■ **Exercise**
Begin at the top of the records and copy each line exactly. The line containing "rows. Column order" is the last one to include.

■ **Task inputs**
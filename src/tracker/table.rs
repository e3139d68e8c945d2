use serde::Serialize;

/// One cell of the tracker table.
#[derive(Debug, Clone, PartialEq, Serialize)]
#[serde(untagged)]
pub enum Cell {
    Text(String),
    Number(f64),
}

impl Cell {
    pub fn text(value: impl Into<String>) -> Self {
        Self::Text(value.into())
    }

    pub fn as_number(&self) -> Option<f64> {
        match self {
            Self::Number(number) => Some(*number),
            Self::Text(_) => None,
        }
    }

    pub fn as_text(&self) -> Option<&str> {
        match self {
            Self::Text(text) => Some(text),
            Self::Number(_) => None,
        }
    }
}

/// Ordered column-store holding the denormalized tracker rows. Column order
/// is part of the contract; rows are positional against `columns`.
#[derive(Debug, Clone, PartialEq, Serialize)]
pub struct TrackerTable {
    pub columns: Vec<String>,
    pub rows: Vec<Vec<Cell>>,
}

impl TrackerTable {
    pub fn empty(columns: Vec<String>) -> Self {
        Self {
            columns,
            rows: Vec::new(),
        }
    }

    pub fn push_row(&mut self, row: Vec<Cell>) {
        debug_assert_eq!(row.len(), self.columns.len());
        self.rows.push(row);
    }

    pub fn column_index(&self, name: &str) -> Option<usize> {
        self.columns.iter().position(|column| column == name)
    }

    pub fn cell(&self, row: usize, column: &str) -> Option<&Cell> {
        let index = self.column_index(column)?;
        self.rows.get(row)?.get(index)
    }

    pub fn number(&self, row: usize, column: &str) -> Option<f64> {
        self.cell(row, column)?.as_number()
    }

    pub fn text(&self, row: usize, column: &str) -> Option<&str> {
        self.cell(row, column)?.as_text()
    }

    /// Reorders columns to the canonical layout: listed columns first, in
    /// list order; columns the list does not mention follow, preserving
    /// their relative order. Listed columns absent from the table are
    /// skipped.
    pub fn reorder(self, canonical: &[String]) -> Self {
        let mut order: Vec<usize> = canonical
            .iter()
            .filter_map(|name| self.columns.iter().position(|column| column == name))
            .collect();
        for (index, _) in self.columns.iter().enumerate() {
            if !order.contains(&index) {
                order.push(index);
            }
        }

        let columns = order.iter().map(|&i| self.columns[i].clone()).collect();
        let rows = self
            .rows
            .into_iter()
            .map(|row| order.iter().map(|&i| row[i].clone()).collect())
            .collect();

        Self { columns, rows }
    }
}
use crate::tracker::domain::{AccountProfile, SaleRecord};
use crate::tracker::products::MaterialScope;
use crate::tracker::spec::SchemeSpec;
use std::collections::{BTreeSet, HashMap, HashSet};

/// Produces the definitive, sorted list of participating credit accounts.
///
/// The configured account list wins when present; otherwise every account
/// seen in sales participates. Accounts without sales inside the main
/// scheme's material set are gated by the state whitelist: when states are
/// declared, an account qualifies only if a sales record reveals a
/// whitelisted state, and accounts with no sales at all are dropped rather
/// than emitted as `Unknown` rows.
pub fn resolve_accounts(sales: &[SaleRecord], scheme: &SchemeSpec) -> Vec<AccountProfile> {
    let scope = MaterialScope::for_main_scheme(&scheme.product_data);

    let configured: BTreeSet<String> = if scheme.selected_credit_accounts.is_empty() {
        sales.iter().map(|sale| sale.account.clone()).collect()
    } else {
        scheme.selected_credit_accounts.clone()
    };

    // Descriptive columns come from any sale of the account, product-scoped
    // or not.
    let mut first_sale: HashMap<&str, &SaleRecord> = HashMap::new();
    let mut with_product_sales: HashSet<&str> = HashSet::new();
    for sale in sales {
        first_sale.entry(sale.account.as_str()).or_insert(sale);
        if scope.matches(&sale.material) {
            with_product_sales.insert(sale.account.as_str());
        }
    }

    let mut accounts = Vec::with_capacity(configured.len());
    for account in &configured {
        let profile = first_sale.get(account.as_str()).map(|sale| {
            let mut profile = AccountProfile::from_sale(sale);
            profile.account = account.clone();
            profile
        });

        if with_product_sales.contains(account.as_str()) {
            accounts.push(profile.unwrap_or_else(|| AccountProfile::unknown(account.clone())));
            continue;
        }

        if scheme.selected_states.is_empty() {
            accounts.push(profile.unwrap_or_else(|| AccountProfile::unknown(account.clone())));
        } else if let Some(profile) = profile {
            if scheme.selected_states.contains(&profile.state) {
                accounts.push(profile);
            }
        }
    }

    accounts
}
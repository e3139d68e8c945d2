pub mod accounts;
pub mod aggregate;
pub mod coordinator;
pub mod domain;
pub mod fuse;
pub mod normalizer;
pub mod products;
pub mod scheme;
pub mod spec;
pub mod table;

pub use accounts::resolve_accounts;
pub use domain::{
    AccountProfile, AggregationMethod, CalculationMode, MandatoryQualify, MetricBlock,
    PeriodSpec, SaleRecord,
};
pub use fuse::{canonical_columns, MainSchemeContext};
pub use normalizer::{InputError, SalesPayload};
pub use products::{MaterialScope, ProductData};
pub use scheme::{AccountMetrics, SchemeMeta};
pub use spec::{AdditionalScheme, ConfigViolation, RunConfig, SchemeSpec};
pub use table::{Cell, TrackerTable};

use crate::config::EngineConfig;
use coordinator::{run_tasks, CalculationTask, SchemeTask, TaskOutcome};
use serde::Serialize;
use std::sync::Arc;
use tracing::{info, warn};

/// The two fatal error families. Everything else the engine absorbs into
/// the returned diagnostics.
#[derive(Debug, thiserror::Error)]
pub enum TrackerError {
    #[error("invalid input: {0}")]
    InvalidInput(#[from] InputError),
    #[error("invalid configuration: {0}")]
    InvalidConfig(#[from] ConfigViolation),
}

/// Non-fatal conditions absorbed during a run.
#[derive(Debug, Clone, PartialEq, Serialize)]
#[serde(tag = "kind", rename_all = "snake_case")]
pub enum Diagnostic {
    MainSchemeFailed { reason: String },
    MainSchemeTimedOut,
    AdditionalSchemeFailed {
        index: usize,
        name: String,
        reason: String,
    },
    AdditionalSchemeTimedOut { index: usize, name: String },
}

/// The result of one engine invocation: the fused tracker table plus the
/// diagnostics absorbed along the way.
#[derive(Debug, Clone, Serialize)]
pub struct TrackerRun {
    pub table: TrackerTable,
    pub diagnostics: Vec<Diagnostic>,
}

/// Computes base-period tracker metrics for a scheme and its companions.
#[derive(Debug, Clone, Default)]
pub struct TrackerEngine {
    config: EngineConfig,
}

impl TrackerEngine {
    pub fn new(config: EngineConfig) -> Self {
        Self { config }
    }

    /// Runs the full calculation: resolves the participating accounts, runs
    /// one bounded task per scheme, and fuses the sub-results into one wide
    /// row per account.
    ///
    /// Returns `Err` only for invalid input or configuration. A failed or
    /// timed-out additional scheme zero-fills its column group; a failed
    /// main scheme downgrades the run to an empty table with canonical
    /// headers.
    pub async fn compute(
        &self,
        sales: Vec<SaleRecord>,
        scheme: &SchemeSpec,
        run: &RunConfig,
    ) -> Result<TrackerRun, TrackerError> {
        run.ensure_valid()?;

        let accounts = resolve_accounts(&sales, scheme);
        let sales = Arc::new(sales);
        let accounts = Arc::new(accounts);

        let mut tasks: Vec<Box<dyn SchemeTask>> = Vec::with_capacity(1 + scheme.additional.len());
        tasks.push(Box::new(CalculationTask {
            sales: Arc::clone(&sales),
            accounts: Arc::clone(&accounts),
            scope: MaterialScope::for_main_scheme(&scheme.product_data),
            base_periods: run.base_periods.clone(),
        }));
        for additional in &scheme.additional {
            tasks.push(Box::new(CalculationTask {
                sales: Arc::clone(&sales),
                accounts: Arc::clone(&accounts),
                scope: MaterialScope::for_additional_scheme(&additional.product_data),
                base_periods: run.base_periods.clone(),
            }));
        }

        let mut outcomes = run_tasks(tasks, &self.config).await.into_iter();
        let mut diagnostics = Vec::new();

        let main_metrics = match outcomes.next() {
            Some(TaskOutcome::Completed(metrics)) => Some(metrics),
            Some(TaskOutcome::Failed { reason }) => {
                diagnostics.push(Diagnostic::MainSchemeFailed { reason });
                None
            }
            Some(TaskOutcome::TimedOut) | None => {
                diagnostics.push(Diagnostic::MainSchemeTimedOut);
                None
            }
        };

        let additional: Vec<(SchemeMeta, Option<AccountMetrics>)> = scheme
            .additional
            .iter()
            .zip(outcomes)
            .enumerate()
            .map(|(index, (declared, outcome))| {
                let meta = SchemeMeta {
                    name: declared.name.clone(),
                    scheme_type: declared.mode,
                    mandatory_qualify: declared.mandatory_qualify,
                };
                let metrics = match outcome {
                    TaskOutcome::Completed(metrics) => Some(metrics),
                    TaskOutcome::Failed { reason } => {
                        diagnostics.push(Diagnostic::AdditionalSchemeFailed {
                            index: index + 1,
                            name: declared.name.clone(),
                            reason,
                        });
                        None
                    }
                    TaskOutcome::TimedOut => {
                        diagnostics.push(Diagnostic::AdditionalSchemeTimedOut {
                            index: index + 1,
                            name: declared.name.clone(),
                        });
                        None
                    }
                };
                (meta, metrics)
            })
            .collect();

        let context = MainSchemeContext {
            scheme_id: run.scheme_id.clone(),
            meta: SchemeMeta {
                name: scheme.title.clone(),
                scheme_type: run.calculation_mode,
                mandatory_qualify: scheme.mandatory_qualify,
            },
            period_from: run.scheme_from,
            period_to: run.scheme_to,
        };

        let table = fuse::fuse(&context, &accounts, main_metrics.as_ref(), &additional);

        for diagnostic in &diagnostics {
            warn!(?diagnostic, "scheme sub-result absorbed");
        }
        info!(
            accounts = accounts.len(),
            rows = table.rows.len(),
            additional_schemes = scheme.additional.len(),
            "tracker run complete"
        );

        Ok(TrackerRun {
            table,
            diagnostics,
        })
    }
}
use std::collections::VecDeque;

use serde::{Deserialize, Serialize};

/// One answered question.
#[derive(Debug, Clone, PartialEq, Eq, Serialize, Deserialize)]
pub struct Turn {
    pub question: String,
    pub answer: String,
}

impl Turn {
    pub fn new(question: impl Into<String>, answer: impl Into<String>) -> Self {
        Self {
            question: question.into(),
            answer: answer.into(),
        }
    }
}

/// Bounded conversation window.
///
/// Holds at most `capacity` turns. Pushing past the bound evicts the oldest
/// turn first. A capacity of zero keeps nothing.
#[derive(Debug, Clone, PartialEq, Eq, Serialize)]
pub struct ConversationHistory {
    turns: VecDeque<Turn>,
    capacity: usize,
}

impl ConversationHistory {
    pub fn new(capacity: usize) -> Self {
        Self {
            turns: VecDeque::with_capacity(capacity),
            capacity,
        }
    }

    /// Appends a turn and returns the evicted turns, oldest first.
    pub fn push(&mut self, turn: Turn) -> Vec<Turn> {
        self.turns.push_back(turn);
        let mut evicted = Vec::new();
        while self.turns.len() > self.capacity {
            if let Some(oldest) = self.turns.pop_front() {
                evicted.push(oldest);
            }
        }
        evicted
    }

    pub fn capacity(&self) -> usize {
        self.capacity
    }

    pub fn len(&self) -> usize {
        self.turns.len()
    }

    pub fn is_empty(&self) -> bool {
        self.turns.is_empty()
    }

    pub fn iter(&self) -> impl Iterator<Item = &Turn> {
        self.turns.iter()
    }

    pub fn last(&self) -> Option<&Turn> {
        self.turns.back()
    }

    /// Plain-text transcript of the window, one `Previous user:` /
    /// `Previous assistant:` line per message.
    pub fn render(&self) -> String {
        let mut out = String::new();
        for turn in &self.turns {
            out.push_str("Previous user: ");
            out.push_str(&turn.question);
            out.push('\n');
            out.push_str("Previous assistant: ");
            out.push_str(&turn.answer);
            out.push('\n');
        }
        out
    }
}
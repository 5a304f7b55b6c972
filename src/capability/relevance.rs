use std::collections::BTreeMap;
use std::fmt;
use std::str::FromStr;

use async_trait::async_trait;
use serde::{Deserialize, Serialize};

use crate::capability::CapabilityError;
use crate::document::DocumentId;
use crate::types::ConversationHistory;

/// Whether the active working set still answers a question.
#[derive(Debug, Clone, Copy, PartialEq, Eq, Hash, Serialize, Deserialize)]
#[serde(rename_all = "SCREAMING_SNAKE_CASE")]
pub enum RelevanceSignal {
    UseCurrentContext,
    LoadNewContext,
}

impl RelevanceSignal {
    pub fn as_str(&self) -> &'static str {
        match self {
            RelevanceSignal::UseCurrentContext => "USE_CURRENT_CONTEXT",
            RelevanceSignal::LoadNewContext => "LOAD_NEW_CONTEXT",
        }
    }
}

impl fmt::Display for RelevanceSignal {
    fn fmt(&self, f: &mut fmt::Formatter<'_>) -> fmt::Result {
        f.write_str(self.as_str())
    }
}

/// Strict parse: exactly one of the two tokens, surrounding whitespace ignored.
impl FromStr for RelevanceSignal {
    type Err = CapabilityError;

    fn from_str(s: &str) -> Result<Self, Self::Err> {
        match s.trim() {
            "USE_CURRENT_CONTEXT" => Ok(RelevanceSignal::UseCurrentContext),
            "LOAD_NEW_CONTEXT" => Ok(RelevanceSignal::LoadNewContext),
            other => Err(CapabilityError::invalid_response(format!(
                "expected USE_CURRENT_CONTEXT or LOAD_NEW_CONTEXT, got {other:?}"
            ))),
        }
    }
}

/// Maps free text to a signal. Anything that is not exactly
/// `USE_CURRENT_CONTEXT` means reload.
pub fn parse_relevance(text: &str) -> RelevanceSignal {
    text.parse().unwrap_or(RelevanceSignal::LoadNewContext)
}

pub struct RelevanceRequest<'a> {
    pub question: &'a str,
    pub history: &'a ConversationHistory,
    /// Summaries of the active documents only; never full text.
    pub active_summaries: BTreeMap<&'a DocumentId, &'a str>,
}

#[async_trait]
pub trait RelevanceOracle: Send + Sync {
    /// Returning [`CapabilityError::InvalidResponse`] is treated as
    /// [`RelevanceSignal::LoadNewContext`]; other errors fail the question.
    async fn classify(&self, request: RelevanceRequest<'_>) -> Result<RelevanceSignal, CapabilityError>;
}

■ **Solution for this problem**
filename src/tracker/table.rs
repository e3139d68e8c945d2
use serde::Serialize;

/// One cell of the tracker table.
#[derive(Debug, Clone, PartialEq, Serialize)]
#[serde(untagged)]
pub enum Cell {
    Text(String),
    Number(f64),
}

impl Cell {
    pub fn text(value: impl Into<String>) -> Self {
        Self::Text(value.into())
    }

    pub fn as_number(&self) -> Option<f64> {
        match self {
            Self::Number(number) => Some(*number),
            Self::Text(_) => None,
        }
    }

    pub fn as_text(&self) -> Option<&str> {
        match self {
            Self::Text(text) => Some(text),
            Self::Number(_) => None,
        }
    }
}

/// Ordered column-store holding the denormalized tracker rows. Column order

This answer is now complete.